When he tries to up the tempo and put “Ain’t No Stoppin’ Us Now” into an early-nineties airtight “soul” compartment, one can only be drawn back to La Charanga 76’s extraordinary, near-ten-minute-long Latin restructuring of the song (“No Nos Pararan,” as they called it) to recognise exactly what restructuring a song means. At the other extreme, “Reflections” was of its time – even the introduction to the Supremes original has to be sampled - and cannot be blanded out in this monetarist fashion.
He cannot do Aretha, even though he twice produced largely excellent albums for her in the early eighties (his “Since You’ve Been Gone” is, frankly, an insult to her) and the less said about his Whitney reverse-view (“All The Woman I Need”), the better. As for doing Mariah, the great lady herself said that she found standing next to Vandross in the studio, singing “Endless Love” with her, “intimidating,” and the end result is a glutinous mass which really does not go anywhere.

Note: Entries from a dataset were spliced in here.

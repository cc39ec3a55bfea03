//! The openloop tool catalog.
//!
//! Every tool is a thin adapter from loosely-typed model arguments to one
//! [`Store`] operation:
//!
//! | Module | Tools |
//! |--------|-------|
//! | [`things`] | list_things, create_thing, update_thing, complete_thing, get_summary |
//! | [`notes`] | get_note, set_note |
//! | [`memories`] | save_memory, search_memories, list_recent_memories, update_memory, delete_memory |
//! | [`skills`] | create_skill, get_skill, list_skills, update_skill, delete_skill |
//! | [`schedules`] | list/create/update/delete_schedule, create_reminder, list_reminders, cancel_reminder |
//! | [`time`] | get_time |
//!
//! Errors are returned as [`ToolError`]; the registry's dispatcher turns them
//! into `{"error": ...}` payloads for the model.

pub mod args;
pub mod memories;
pub mod notes;
pub mod schedules;
pub mod skills;
pub mod things;
pub mod time;

use openloop_core::error::ToolError;
use openloop_core::store::Store;
use openloop_core::tool::ToolRegistry;
use serde::Serialize;
use serde_json::Value;
use std::sync::Arc;

/// Build the registry with every built-in tool bound to `store`.
pub fn default_registry(store: Arc<dyn Store>) -> ToolRegistry {
    let mut registry = ToolRegistry::new();

    registry.register(Box::new(things::ListThingsTool::new(store.clone())));
    registry.register(Box::new(things::CreateThingTool::new(store.clone())));
    registry.register(Box::new(things::UpdateThingTool::new(store.clone())));
    registry.register(Box::new(things::CompleteThingTool::new(store.clone())));
    registry.register(Box::new(things::GetSummaryTool::new(store.clone())));

    registry.register(Box::new(notes::GetNoteTool::new(store.clone())));
    registry.register(Box::new(notes::SetNoteTool::new(store.clone())));

    registry.register(Box::new(memories::SaveMemoryTool::new(store.clone())));
    registry.register(Box::new(memories::SearchMemoriesTool::new(store.clone())));
    registry.register(Box::new(memories::ListRecentMemoriesTool::new(store.clone())));
    registry.register(Box::new(memories::UpdateMemoryTool::new(store.clone())));
    registry.register(Box::new(memories::DeleteMemoryTool::new(store.clone())));

    registry.register(Box::new(skills::CreateSkillTool::new(store.clone())));
    registry.register(Box::new(skills::GetSkillTool::new(store.clone())));
    registry.register(Box::new(skills::ListSkillsTool::new(store.clone())));
    registry.register(Box::new(skills::UpdateSkillTool::new(store.clone())));
    registry.register(Box::new(skills::DeleteSkillTool::new(store.clone())));

    registry.register(Box::new(schedules::ListSchedulesTool::new(store.clone())));
    registry.register(Box::new(schedules::CreateScheduleTool::new(store.clone())));
    registry.register(Box::new(schedules::UpdateScheduleTool::new(store.clone())));
    registry.register(Box::new(schedules::DeleteScheduleTool::new(store.clone())));
    registry.register(Box::new(schedules::CreateReminderTool::new(store.clone())));
    registry.register(Box::new(schedules::ListRemindersTool::new(store.clone())));
    registry.register(Box::new(schedules::CancelReminderTool::new(store)));

    registry.register(Box::new(time::GetTimeTool));
    registry
}

/// Serialize a store result as a tool payload.
pub(crate) fn payload<T: Serialize>(tool: &str, value: &T) -> Result<Value, ToolError> {
    serde_json::to_value(value).map_err(|e| ToolError::ExecutionFailed {
        tool_name: tool.to_string(),
        reason: format!("serializing result: {e}"),
    })
}

#[cfg(test)]
mod tests {
    use super::*;
    use openloop_core::tool::ToolDispatcher;
    use openloop_store::InMemoryStore;
    use serde_json::json;

    fn registry() -> ToolRegistry {
        default_registry(Arc::new(InMemoryStore::new()))
    }

    #[test]
    fn registers_the_full_catalog() {
        let registry = registry();
        assert_eq!(registry.len(), 25);
        for name in [
            "list_things",
            "get_summary",
            "set_note",
            "search_memories",
            "get_time",
            "delete_skill",
            "update_schedule",
            "cancel_reminder",
        ] {
            assert!(registry.get(name).is_some(), "missing {name}");
        }
    }

    #[test]
    fn every_schema_is_an_object() {
        for def in registry().definitions() {
            assert_eq!(def.parameters["type"], "object", "{}", def.name);
            assert!(def.parameters["properties"].is_object(), "{}", def.name);
            assert!(!def.description.is_empty(), "{}", def.name);
            if let Some(required) = def.parameters.get("required") {
                for field in required.as_array().unwrap() {
                    let field = field.as_str().unwrap();
                    assert!(
                        def.parameters["properties"].get(field).is_some(),
                        "{} requires undeclared '{field}'",
                        def.name
                    );
                }
            }
        }
    }

    #[tokio::test]
    async fn missing_required_argument_becomes_error_payload() {
        let out = registry().execute("create_thing", &json!({})).await;
        let value: Value = serde_json::from_str(&out).unwrap();
        assert_eq!(value["error"], "invalid arguments: 'title' is required");
    }

    #[tokio::test]
    async fn unknown_tool_becomes_error_payload() {
        let out = registry().execute("launch_rocket", &json!({})).await;
        let value: Value = serde_json::from_str(&out).unwrap();
        assert_eq!(value["error"], "unknown tool: launch_rocket");
    }
}
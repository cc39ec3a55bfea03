//! Memory tools: the assistant's journal of observations, decisions and blockers.

use crate::args::{
    limit, optional_datetime, optional_enum, optional_i64, optional_str, optional_tags,
    required_i64, required_str,
};
use crate::payload;
use async_trait::async_trait;
use openloop_core::error::ToolError;
use openloop_core::store::{DEFAULT_MEMORY_LIMIT, MemoryQuery, MemoryUpdate, NewMemory, Store};
use openloop_core::tool::Tool;
use serde_json::{Value, json};
use std::sync::Arc;

const MAX_MEMORY_LIMIT: usize = 50;

const CATEGORIES: [&str; 6] = [
    "observation",
    "decision",
    "blocker",
    "preference",
    "event",
    "reflection",
];

pub struct SaveMemoryTool {
    store: Arc<dyn Store>,
}

impl SaveMemoryTool {
    pub fn new(store: Arc<dyn Store>) -> Self {
        Self { store }
    }
}

#[async_trait]
impl Tool for SaveMemoryTool {
    fn name(&self) -> &str {
        "save_memory"
    }

    fn description(&self) -> &str {
        "Remember something worth recalling later: an observation, a decision, a blocker, \
         a preference, an event or a reflection. Set expires_at for facts that go stale."
    }

    fn parameters_schema(&self) -> Value {
        json!({
            "type": "object",
            "properties": {
                "content": { "type": "string" },
                "category": {
                    "type": "string",
                    "enum": CATEGORIES,
                    "description": "Defaults to observation"
                },
                "tags": { "type": "array", "items": { "type": "string" } },
                "thing_id": { "type": "integer", "description": "Related thing, if any" },
                "expires_at": {
                    "type": "string",
                    "description": "When to forget this (RFC 3339 or YYYY-MM-DD HH:MM)"
                }
            },
            "required": ["content"]
        })
    }

    async fn execute(&self, arguments: Value) -> Result<Value, ToolError> {
        let memory = NewMemory {
            content: required_str(&arguments, "content")?.to_string(),
            category: optional_enum(&arguments, "category")?.unwrap_or_default(),
            source: "agent".into(),
            tags: optional_tags(&arguments, "tags")?.unwrap_or_default(),
            thing_id: optional_i64(&arguments, "thing_id")?,
            expires_at: optional_datetime(&arguments, "expires_at")?,
        };
        let id = self.store.save_memory(memory).await?;
        Ok(json!({ "id": id, "status": "saved" }))
    }
}

pub struct SearchMemoriesTool {
    store: Arc<dyn Store>,
}

impl SearchMemoriesTool {
    pub fn new(store: Arc<dyn Store>) -> Self {
        Self { store }
    }
}

#[async_trait]
impl Tool for SearchMemoriesTool {
    fn name(&self) -> &str {
        "search_memories"
    }

    fn description(&self) -> &str {
        "Search memories by text and filters. Without a query, returns the newest matches."
    }

    fn parameters_schema(&self) -> Value {
        json!({
            "type": "object",
            "properties": {
                "query": { "type": "string", "description": "Full-text search terms" },
                "category": { "type": "string", "enum": CATEGORIES },
                "tag": { "type": "string" },
                "thing_id": { "type": "integer" },
                "since": { "type": "string", "description": "Only memories created after this time" },
                "limit": { "type": "integer", "description": "Default 10, at most 50" }
            }
        })
    }

    async fn execute(&self, arguments: Value) -> Result<Value, ToolError> {
        let query = MemoryQuery {
            query: optional_str(&arguments, "query").map(str::to_string),
            category: optional_enum(&arguments, "category")?,
            tag: optional_str(&arguments, "tag").map(str::to_string),
            thing_id: optional_i64(&arguments, "thing_id")?,
            since: optional_datetime(&arguments, "since")?,
            limit: limit(&arguments, DEFAULT_MEMORY_LIMIT, MAX_MEMORY_LIMIT)?,
        };
        let memories = self.store.search_memories(&query).await?;
        payload(self.name(), &memories)
    }
}

pub struct ListRecentMemoriesTool {
    store: Arc<dyn Store>,
}

impl ListRecentMemoriesTool {
    pub fn new(store: Arc<dyn Store>) -> Self {
        Self { store }
    }
}

#[async_trait]
impl Tool for ListRecentMemoriesTool {
    fn name(&self) -> &str {
        "list_recent_memories"
    }

    fn description(&self) -> &str {
        "The most recent memories, optionally of one category."
    }

    fn parameters_schema(&self) -> Value {
        json!({
            "type": "object",
            "properties": {
                "category": { "type": "string", "enum": CATEGORIES },
                "limit": { "type": "integer", "description": "Default 10, at most 50" }
            }
        })
    }

    async fn execute(&self, arguments: Value) -> Result<Value, ToolError> {
        let category = optional_enum(&arguments, "category")?;
        let limit = limit(&arguments, DEFAULT_MEMORY_LIMIT, MAX_MEMORY_LIMIT)?;
        let memories = self.store.list_recent_memories(category, limit).await?;
        payload(self.name(), &memories)
    }
}

pub struct UpdateMemoryTool {
    store: Arc<dyn Store>,
}

impl UpdateMemoryTool {
    pub fn new(store: Arc<dyn Store>) -> Self {
        Self { store }
    }
}

#[async_trait]
impl Tool for UpdateMemoryTool {
    fn name(&self) -> &str {
        "update_memory"
    }

    fn description(&self) -> &str {
        "Correct or reclassify a memory. Only the fields given are updated."
    }

    fn parameters_schema(&self) -> Value {
        json!({
            "type": "object",
            "properties": {
                "id": { "type": "integer" },
                "content": { "type": "string" },
                "category": { "type": "string", "enum": CATEGORIES },
                "tags": { "type": "array", "items": { "type": "string" } },
                "expires_at": { "type": "string" }
            },
            "required": ["id"]
        })
    }

    async fn execute(&self, arguments: Value) -> Result<Value, ToolError> {
        let id = required_i64(&arguments, "id")?;
        let update = MemoryUpdate {
            content: optional_str(&arguments, "content").map(str::to_string),
            category: optional_enum(&arguments, "category")?,
            tags: optional_tags(&arguments, "tags")?,
            expires_at: optional_datetime(&arguments, "expires_at")?,
        };
        if update.is_empty() {
            return Err(ToolError::InvalidArguments("nothing to update".into()));
        }
        self.store.update_memory(id, update).await?;
        Ok(json!({ "status": "updated" }))
    }
}

pub struct DeleteMemoryTool {
    store: Arc<dyn Store>,
}

impl DeleteMemoryTool {
    pub fn new(store: Arc<dyn Store>) -> Self {
        Self { store }
    }
}

#[async_trait]
impl Tool for DeleteMemoryTool {
    fn name(&self) -> &str {
        "delete_memory"
    }

    fn description(&self) -> &str {
        "Forget a memory that is wrong or no longer relevant."
    }

    fn parameters_schema(&self) -> Value {
        json!({
            "type": "object",
            "properties": { "id": { "type": "integer" } },
            "required": ["id"]
        })
    }

    async fn execute(&self, arguments: Value) -> Result<Value, ToolError> {
        let id = required_i64(&arguments, "id")?;
        self.store.delete_memory(id).await?;
        Ok(json!({ "status": "deleted" }))
    }
}

#[cfg(test)]
mod tests {
    use super::*;
    use openloop_store::InMemoryStore;

    fn store() -> Arc<dyn Store> {
        Arc::new(InMemoryStore::new())
    }

    #[tokio::test]
    async fn save_and_search() {
        let store = store();
        let saved = SaveMemoryTool::new(store.clone())
            .execute(json!({
                "content": "Waiting on the landlord about the lease",
                "category": "blocker",
                "tags": ["home"]
            }))
            .await
            .unwrap();
        assert_eq!(saved["status"], "saved");

        let found = SearchMemoriesTool::new(store.clone())
            .execute(json!({"query": "landlord", "category": "blocker"}))
            .await
            .unwrap();
        assert_eq!(found.as_array().unwrap().len(), 1);
        assert_eq!(found[0]["source"], "agent");
        assert_eq!(found[0]["tags"], json!(["home"]));

        let none = SearchMemoriesTool::new(store)
            .execute(json!({"query": "landlord", "category": "decision"}))
            .await
            .unwrap();
        assert_eq!(none, json!([]));
    }

    #[tokio::test]
    async fn invalid_category_is_reported() {
        let err = SaveMemoryTool::new(store())
            .execute(json!({"content": "x", "category": "gossip"}))
            .await
            .unwrap_err();
        assert_eq!(err.to_string(), "invalid arguments: invalid category 'gossip'");
    }

    #[tokio::test]
    async fn recent_respects_limit() {
        let store = store();
        let save = SaveMemoryTool::new(store.clone());
        for i in 0..5 {
            save.execute(json!({"content": format!("fact {i}")})).await.unwrap();
        }
        let recent = ListRecentMemoriesTool::new(store)
            .execute(json!({"limit": 2}))
            .await
            .unwrap();
        assert_eq!(recent.as_array().unwrap().len(), 2);
        assert_eq!(recent[0]["content"], "fact 4");
    }

    #[tokio::test]
    async fn update_then_delete() {
        let store = store();
        let saved = SaveMemoryTool::new(store.clone())
            .execute(json!({"content": "Likes tea"}))
            .await
            .unwrap();
        let id = saved["id"].clone();

        let updated = UpdateMemoryTool::new(store.clone())
            .execute(json!({"id": id, "category": "preference"}))
            .await
            .unwrap();
        assert_eq!(updated, json!({"status": "updated"}));

        let deleted = DeleteMemoryTool::new(store.clone())
            .execute(json!({"id": id}))
            .await
            .unwrap();
        assert_eq!(deleted, json!({"status": "deleted"}));

        assert!(DeleteMemoryTool::new(store).execute(json!({"id": id})).await.is_err());
    }
}
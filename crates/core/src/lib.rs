//! # openloop core
//!
//! Domain types, traits, and error definitions shared by every openloop crate.
//! Nothing here talks to the network or the disk; providers, stores, tools and
//! notifiers are traits with their implementations living in sibling crates.
//!
//! The conversation model is deliberately small: a [`Message`] is either an
//! ordinary turn, an invocation (assistant requesting tools) or a result
//! (the output of one tool call). The agent's trimming engine and control loop
//! only ever see this shape, whatever the provider's wire format looks like.

pub mod cron;
pub mod error;
pub mod message;
pub mod provider;
pub mod channel;
pub mod tool;
pub mod store;
pub mod event;

// Re-export key types at crate root for ergonomics
pub use cron::{CronError, CronExpr};
pub use error::{ChannelError, Error, ProviderError, Result, StoreError, ToolError};
pub use message::{Message, MessageKind, Role, ToolCall};
pub use provider::{Provider, ProviderRequest, ProviderResponse, ToolDefinition, Usage};
pub use channel::Notifier;
pub use tool::{Tool, ToolDispatcher, ToolRegistry};
pub use store::Store;
pub use event::{DomainEvent, EventBus};
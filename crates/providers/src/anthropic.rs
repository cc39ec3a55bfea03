//! Anthropic native provider implementation.
//!
//! Uses the Messages API directly:
//! - `x-api-key` authentication, or a bearer OAuth token with the oauth beta header
//! - `anthropic-version` header
//! - System prompt as a top-level field
//! - Native tool use with `tool_use` / `tool_result` content blocks

use crate::http;
use async_trait::async_trait;
use openloop_core::error::ProviderError;
use openloop_core::message::{Message, Role, ToolCall};
use openloop_core::provider::{Provider, ProviderRequest, ProviderResponse, ToolDefinition, Usage};
use serde::{Deserialize, Serialize};
use std::time::Duration;
use tracing::debug;

const ANTHROPIC_VERSION: &str = "2023-06-01";
const OAUTH_BETA: &str = "oauth-2025-04-20";
const DEFAULT_BASE_URL: &str = "https://api.anthropic.com";
const DEFAULT_MAX_TOKENS: u32 = 4096;
pub const DEFAULT_MODEL: &str = "claude-sonnet-4-20250514";

/// How requests are authenticated.
#[derive(Clone)]
enum Credentials {
    ApiKey(String),
    Bearer(String),
}

/// Anthropic native Messages API provider.
pub struct AnthropicProvider {
    base_url: String,
    credentials: Credentials,
    client: reqwest::Client,
}

impl AnthropicProvider {
    /// Authenticate with an API key (`x-api-key`).
    pub fn new(api_key: impl Into<String>) -> Self {
        Self::with_credentials(Credentials::ApiKey(api_key.into()))
    }

    /// Authenticate with an OAuth token (`Authorization: Bearer`).
    pub fn with_auth_token(token: impl Into<String>) -> Self {
        Self::with_credentials(Credentials::Bearer(token.into()))
    }

    fn with_credentials(credentials: Credentials) -> Self {
        Self {
            base_url: DEFAULT_BASE_URL.into(),
            credentials,
            client: http::client(Duration::from_secs(300)),
        }
    }

    /// Create with a custom base URL (e.g., for testing or proxies).
    pub fn with_base_url(mut self, base_url: impl Into<String>) -> Self {
        self.base_url = base_url.into().trim_end_matches('/').to_string();
        self
    }

    /// Convert history to Anthropic messages.
    ///
    /// Consecutive tool results are folded into one user message, since the
    /// API expects every result for an invocation in the turn that follows it.
    fn to_api_messages(messages: &[Message]) -> Vec<AnthropicMessage> {
        let mut result: Vec<AnthropicMessage> = Vec::new();
        let mut after_result = false;

        for msg in messages {
            if msg.is_result() {
                let block = ContentBlock::ToolResult {
                    tool_use_id: msg.tool_call_id.clone().unwrap_or_default(),
                    content: msg.content.clone(),
                };
                match result.last_mut() {
                    Some(AnthropicMessage {
                        content: AnthropicContent::Blocks(blocks),
                        ..
                    }) if after_result => blocks.push(block),
                    _ => result.push(AnthropicMessage {
                        role: "user",
                        content: AnthropicContent::Blocks(vec![block]),
                    }),
                }
                after_result = true;
                continue;
            }
            after_result = false;

            match msg.role {
                Role::User => result.push(AnthropicMessage {
                    role: "user",
                    content: AnthropicContent::Text(msg.content.clone()),
                }),
                Role::Assistant if msg.tool_calls.is_empty() => result.push(AnthropicMessage {
                    role: "assistant",
                    content: AnthropicContent::Text(msg.content.clone()),
                }),
                Role::Assistant => {
                    let mut blocks = Vec::with_capacity(msg.tool_calls.len() + 1);
                    if !msg.content.is_empty() {
                        blocks.push(ContentBlock::Text {
                            text: msg.content.clone(),
                        });
                    }
                    for tc in &msg.tool_calls {
                        blocks.push(ContentBlock::ToolUse {
                            id: tc.id.clone(),
                            name: tc.name.clone(),
                            input: object_or_empty(&tc.arguments),
                        });
                    }
                    result.push(AnthropicMessage {
                        role: "assistant",
                        content: AnthropicContent::Blocks(blocks),
                    });
                }
            }
        }

        result
    }

    fn to_api_tools(tools: &[ToolDefinition]) -> Vec<AnthropicTool<'_>> {
        tools
            .iter()
            .map(|t| AnthropicTool {
                name: &t.name,
                description: &t.description,
                input_schema: &t.parameters,
            })
            .collect()
    }

    fn request_body(request: &ProviderRequest) -> serde_json::Value {
        let mut body = serde_json::json!({
            "model": request.model,
            "messages": Self::to_api_messages(&request.messages),
            "max_tokens": request.max_tokens.unwrap_or(DEFAULT_MAX_TOKENS),
            "temperature": request.temperature,
        });
        if !request.system_prompt.is_empty() {
            body["system"] = serde_json::json!(request.system_prompt);
        }
        if !request.tools.is_empty() {
            body["tools"] = serde_json::json!(Self::to_api_tools(&request.tools));
        }
        body
    }

    fn into_provider_response(resp: AnthropicResponse) -> ProviderResponse {
        let mut content = String::new();
        let mut tool_calls = Vec::new();

        for block in resp.content {
            match block {
                ResponseContentBlock::Text { text } => content.push_str(&text),
                ResponseContentBlock::ToolUse { id, name, input } => {
                    tool_calls.push(ToolCall::new(id, name, input));
                }
                ResponseContentBlock::Other => {}
            }
        }

        ProviderResponse {
            content,
            tool_calls,
            usage: resp.usage.map(|u| Usage {
                prompt_tokens: u.input_tokens,
                completion_tokens: u.output_tokens,
                total_tokens: u.input_tokens + u.output_tokens,
            }),
            model: resp.model,
        }
    }
}

/// Anthropic rejects non-object tool inputs.
fn object_or_empty(value: &serde_json::Value) -> serde_json::Value {
    if value.is_object() {
        value.clone()
    } else {
        serde_json::json!({})
    }
}

#[async_trait]
impl Provider for AnthropicProvider {
    fn name(&self) -> &str {
        "anthropic"
    }

    async fn complete(&self, request: ProviderRequest) -> Result<ProviderResponse, ProviderError> {
        let url = format!("{}/v1/messages", self.base_url);
        let body = Self::request_body(&request);

        debug!(
            provider = "anthropic",
            model = %request.model,
            messages = request.messages.len(),
            tools = request.tools.len(),
            "Sending completion request"
        );

        let builder = self
            .client
            .post(&url)
            .header("anthropic-version", ANTHROPIC_VERSION)
            .json(&body);
        let builder = match &self.credentials {
            Credentials::ApiKey(key) => builder.header("x-api-key", key),
            Credentials::Bearer(token) => builder.bearer_auth(token).header("anthropic-beta", OAUTH_BETA),
        };

        let response = builder.send().await.map_err(http::network_error)?;
        let response = http::check_status("anthropic", response).await?;

        let api_resp: AnthropicResponse = response
            .json()
            .await
            .map_err(|e| ProviderError::InvalidResponse(format!("Failed to parse Anthropic response: {e}")))?;

        Ok(Self::into_provider_response(api_resp))
    }
}

// --- Anthropic API types ---

#[derive(Debug, Serialize)]
struct AnthropicMessage {
    role: &'static str,
    content: AnthropicContent,
}

#[derive(Debug, Serialize)]
#[serde(untagged)]
enum AnthropicContent {
    Text(String),
    Blocks(Vec<ContentBlock>),
}

#[derive(Debug, Serialize)]
#[serde(tag = "type", rename_all = "snake_case")]
enum ContentBlock {
    Text {
        text: String,
    },
    ToolUse {
        id: String,
        name: String,
        input: serde_json::Value,
    },
    ToolResult {
        tool_use_id: String,
        content: String,
    },
}

#[derive(Debug, Serialize)]
struct AnthropicTool<'a> {
    name: &'a str,
    description: &'a str,
    input_schema: &'a serde_json::Value,
}

#[derive(Debug, Deserialize)]
struct AnthropicResponse {
    #[serde(default)]
    model: String,
    #[serde(default)]
    content: Vec<ResponseContentBlock>,
    #[serde(default)]
    usage: Option<AnthropicUsage>,
}

#[derive(Debug, Deserialize)]
#[serde(tag = "type", rename_all = "snake_case")]
enum ResponseContentBlock {
    Text {
        text: String,
    },
    ToolUse {
        id: String,
        name: String,
        #[serde(default)]
        input: serde_json::Value,
    },
    /// Thinking and any block types added later.
    #[serde(other)]
    Other,
}

#[derive(Debug, Deserialize)]
struct AnthropicUsage {
    input_tokens: u32,
    output_tokens: u32,
}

His ”What The World Needs Now” is a disgrace – never mind Tom Clay and Gene Page, even Bruce Forsyth did the song better – and doubly so when you consider his phenomenal previous meditations on Bacharach and David (1981’s coruscating, seven-minute “A House Is Not A Home,” 1986’s mindnumbing, nearly six-minute “Anyone Who Had A Heart”). It is as though he is not even trying. When he periodically digs a little deeper in the crate – “Going In Circles,” a spellbinding 1969 Billboard top twenty hit for The Friends Of Distinction, with its kaleidoscopic pallbearer of a string and brass arrangement by Ray Cork Jr. – he leaves no trace of evident interest or compelling attraction.
And yet, on a couple of occasions here, Vandross touches…something. He takes “Evergreen,” this album’s most studiously white-bread song, and turns it, for once with the aid of a sympathetic arranger (Jeremy Lubbock, with the London Symphony Orchestra – you can glimpse, albeit very dimly, an LSO tunnel linking Ornette Coleman’s Skies Of America and Promises by Floating Points and Pharaoh Sanders), into a Hamlet meditation; the arrangement is rootless, spacious, and the song’s modest harmonic demands are rather splendidly met…as though the singer is an intercosmic wanderer, attempting to comprehend just what this thing known as “love” might be.
He gets it, again, on “Killing Me Softly” which, because of The Fugees three years later, has not been remembered, so much so that I had to check the album credits to ensure that Marcus Miller was not involved. Miles should have lived to play this. And, most subtly – not simply the singer’s casual but knowing aside, in reply to the couplet “And then he looked right through me/As if I wasn’t there,” of “I was right there” – Vandross does not change the gender of the song’s subject, and that is not a small gesture, since the singer took great pains to conceal his homosexuality during his lifetime – even though all of his friends and acquaintances knew he was gay, he was scared of losing the “ladies’ love man” demographic – so this acts as a signpost to those in the know, or willing to know.
If only more such bravery had been risked in Songs, if only his family history of diabetes hadn’t resurfaced, if only he’d controlled his health better…the “if”s are as endless as Vandross’ fifty-four years of life, sadly, weren’t. In August 1974 he had sung on Bowie’s “Can You Hear Me?” A lifetime later, he was still asking the same, semi-rhetorical question.